## YOUR INSTRUCTIONS
Using the data below, return all lines in which "that" appears.

====== RECORD EXCERPTS ======

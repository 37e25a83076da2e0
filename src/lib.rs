//! A Base58Check address deriver for Bitcoin-family chains.
//!
//! This crate supports:
//! - Addresses from a public key (via Hash160) or directly from a 20-byte hash.
//! - P2PKH and P2SH script types with per-chain version prefixes.
//! - Multi-byte version prefixes.
//! - Lazy, write-once caching of the derived hash and the encoded string.
//! - Base58Check decoding back to `version || hash`.
//!
//! ```
//! use b58_address::{Address, ChainParams, ScriptType};
//!
//! let hash = hex::decode("62e907b15cbf27d5425399ebf6f0fb50ebb88f18").unwrap();
//! let addr = Address::from_ripemd160(&hash, ScriptType::Normal, &ChainParams::DEFAULT).unwrap();
//! assert_eq!(addr.address().unwrap(), "1A1zP1eP5QGefi2DMPTfTL5SLmv7DivfNa");
//! ```

pub mod base58;
pub mod chain;
mod decode;
mod hasher;

pub use chain::{BITCOIN, BITCOIN_TESTNET, ChainParams, DOGECOIN, LITECOIN};
pub use decode::{DecodedAddress, decode_address, decode_address_with_version_len};
pub use hasher::{AddressHasher, HASH160_LENGTH, Hasher};

use hex::encode as hex_encode;
use log::{debug, trace};
use std::fmt;
use std::sync::OnceLock;
use thiserror::Error;

/// Which kind of script an address pays to.
///
/// This determines which version prefix of the chain is used.
#[derive(Clone, Copy, Debug, Default, PartialEq, Eq, Hash)]
pub enum ScriptType {
    /// Pay-to-public-key-hash
    #[default]
    Normal,
    /// Pay-to-script-hash
    P2sh,
}

/// Errors that can occur while building or resolving an address.
#[derive(Error, Debug, Clone, PartialEq, Eq)]
pub enum AddressError {
    /// A supplied hash was not exactly 20 bytes
    #[error("invalid hash length: got {got}, expected {expected}")]
    InvalidHashLength { got: usize, expected: usize },

    /// The hash could not be derived
    #[error("hash derivation failed: {0}")]
    HashDerivation(String),

    /// No built-in chain has this name
    #[error("unknown chain: {0}")]
    UnknownChain(String),
}

/// Errors that can occur during address decoding.
#[derive(Error, Debug, PartialEq, Eq)]
pub enum AddressDecodeError {
    /// Invalid Base58 text or checksum
    #[error("Base58 error: {0}")]
    Base58(#[from] base58::DecodeError),

    /// Decoded payload is not `version || hash`
    #[error("invalid payload length: got {got}, expected {expected}")]
    InvalidPayloadLength { got: usize, expected: usize },

    /// Version prefix belongs to neither script type of the chain
    #[error("unknown version prefix 0x{version} for chain {chain}")]
    UnknownVersion { version: String, chain: &'static str },
}

/// A Base58Check address.
///
/// The hash and the encoded string are computed on first use and cached for the lifetime of
/// the value. Concurrent first reads may both compute; the first result stored wins and every
/// reader sees it.
#[derive(Clone)]
pub struct Address<'c, H = Hasher> {
    hash: OnceLock<[u8; HASH160_LENGTH]>,
    public_key: Option<Vec<u8>>,
    encoded: OnceLock<String>,
    script_type: ScriptType,
    chain: &'c ChainParams,
    hasher: H,
}

impl<'c> Address<'c, Hasher> {
    /// Address for a public key. The key is only checked when [`Address::hash`] first runs.
    #[must_use]
    pub fn from_public_key(public_key: impl Into<Vec<u8>>, chain: &'c ChainParams) -> Self {
        Self::from_public_key_with_hasher(public_key, chain, Hasher)
    }

    /// Address for a known RIPEMD-160 (Hash160) digest.
    ///
    /// # Errors
    /// Returns [`AddressError::InvalidHashLength`] unless `hash` is exactly 20 bytes.
    pub fn from_ripemd160(
        hash: &[u8],
        script_type: ScriptType,
        chain: &'c ChainParams,
    ) -> Result<Self, AddressError> {
        Self::from_ripemd160_with_hasher(hash, script_type, chain, Hasher)
    }

    /// Parses a Base58Check address belonging to `chain`.
    ///
    /// The script type is taken from the version prefix. When the chain's two prefixes differ
    /// in length, the P2PKH length is tried first and then the P2SH one.
    ///
    /// # Errors
    /// Returns `AddressDecodeError` if the text does not decode, or the version prefix is not
    /// one of `chain`'s.
    pub fn parse(s: &str, chain: &'c ChainParams) -> Result<Self, AddressDecodeError> {
        let attempt = |version_len: usize| -> Result<Self, AddressDecodeError> {
            let decoded = decode_address_with_version_len(s, version_len)?;
            let script_type = decoded
                .script_type(chain)
                .ok_or_else(|| AddressDecodeError::UnknownVersion {
                    version: hex_encode(&decoded.version),
                    chain: chain.name,
                })?;
            Ok(Self::with_parts(
                OnceLock::from(decoded.hash),
                None,
                script_type,
                chain,
                Hasher,
            ))
        };

        let p2pkh_len = chain.p2pkh_version.len();
        let p2sh_len = chain.p2sh_version.len();
        match attempt(p2pkh_len) {
            // a bad character or checksum fails the same way at any prefix length
            Err(e @ AddressDecodeError::Base58(_)) => Err(e),
            Err(_) if p2sh_len != p2pkh_len => attempt(p2sh_len),
            result => result,
        }
    }
}

impl<'c, H: AddressHasher> Address<'c, H> {
    fn with_parts(
        hash: OnceLock<[u8; HASH160_LENGTH]>,
        public_key: Option<Vec<u8>>,
        script_type: ScriptType,
        chain: &'c ChainParams,
        hasher: H,
    ) -> Self {
        Address {
            hash,
            public_key,
            encoded: OnceLock::new(),
            script_type,
            chain,
            hasher,
        }
    }

    /// Like [`Address::from_public_key`], with a custom hasher.
    #[must_use]
    pub fn from_public_key_with_hasher(
        public_key: impl Into<Vec<u8>>,
        chain: &'c ChainParams,
        hasher: H,
    ) -> Self {
        Self::with_parts(
            OnceLock::new(),
            Some(public_key.into()),
            ScriptType::Normal,
            chain,
            hasher,
        )
    }

    /// Like [`Address::from_ripemd160`], with a custom hasher.
    ///
    /// # Errors
    /// Returns [`AddressError::InvalidHashLength`] unless `hash` is exactly 20 bytes.
    pub fn from_ripemd160_with_hasher(
        hash: &[u8],
        script_type: ScriptType,
        chain: &'c ChainParams,
        hasher: H,
    ) -> Result<Self, AddressError> {
        let hash: [u8; HASH160_LENGTH] =
            hash.try_into().map_err(|_| AddressError::InvalidHashLength {
                got: hash.len(),
                expected: HASH160_LENGTH,
            })?;
        Ok(Self::with_parts(
            OnceLock::from(hash),
            None,
            script_type,
            chain,
            hasher,
        ))
    }

    /// The RIPEMD-160 hash behind this address, derived from the public key on first call.
    ///
    /// # Errors
    /// Returns [`AddressError::HashDerivation`] if the hasher rejects the public key, or if
    /// there is neither a hash nor a key.
    pub fn hash(&self) -> Result<&[u8; HASH160_LENGTH], AddressError> {
        if let Some(hash) = self.hash.get() {
            return Ok(hash);
        }
        let public_key = self.public_key.as_deref().ok_or_else(|| {
            AddressError::HashDerivation("neither a hash nor a public key is present".to_string())
        })?;
        let derived = self.hasher.hash160(public_key)?;
        debug!("derived hash160 {} from public key", hex_encode(derived));
        Ok(self.hash.get_or_init(|| derived))
    }

    /// The hex representation of the hash
    ///
    /// # Errors
    /// Same as [`Address::hash`].
    pub fn hash_hex(&self) -> Result<String, AddressError> {
        self.hash().map(hex_encode)
    }

    /// The Base58Check string, encoded on first call.
    ///
    /// # Errors
    /// Same as [`Address::hash`]; nothing else can fail.
    pub fn address(&self) -> Result<&str, AddressError> {
        if let Some(encoded) = self.encoded.get() {
            return Ok(encoded);
        }
        let hash = self.hash()?;
        let version = self.chain.version_for(self.script_type);

        // payload = version || hash
        let mut payload = Vec::with_capacity(version.len() + HASH160_LENGTH);
        payload.extend_from_slice(version);
        payload.extend_from_slice(hash);
        trace!("address payload {}", hex_encode(&payload));

        let encoded = base58::encode_check(&self.hasher, &payload);
        debug!(
            "encoded {:?} address {encoded} on {}",
            self.script_type, self.chain.name
        );
        Ok(self.encoded.get_or_init(|| encoded))
    }

    /// `true` iff this is a pay-to-script-hash address.
    #[must_use]
    pub fn is_p2sh(&self) -> bool {
        self.script_type == ScriptType::P2sh
    }

    /// The script type
    #[must_use]
    pub fn script_type(&self) -> ScriptType {
        self.script_type
    }

    /// The public key, if the address was built from one
    #[must_use]
    pub fn public_key(&self) -> Option<&[u8]> {
        self.public_key.as_deref()
    }

    /// The chain parameters
    #[must_use]
    pub fn chain(&self) -> &'c ChainParams {
        self.chain
    }
}

impl<H: AddressHasher> fmt::Display for Address<'_, H> {
    fn fmt(&self, f: &mut fmt::Formatter<'_>) -> fmt::Result {
        // an unresolvable hash has no textual form
        let s = self.address().map_err(|_| fmt::Error)?;
        f.write_str(s)
    }
}

impl<H: AddressHasher> fmt::Debug for Address<'_, H> {
    fn fmt(&self, f: &mut fmt::Formatter<'_>) -> fmt::Result {
        match self.address() {
            Ok(s) => write!(f, "Address(addr={s})"),
            Err(e) => write!(f, "Address(unresolved: {e})"),
        }
    }
}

======

## RESPONSE AREA
/// Errors that can occur while building or resolving an address.
/// Errors that can occur during address decoding.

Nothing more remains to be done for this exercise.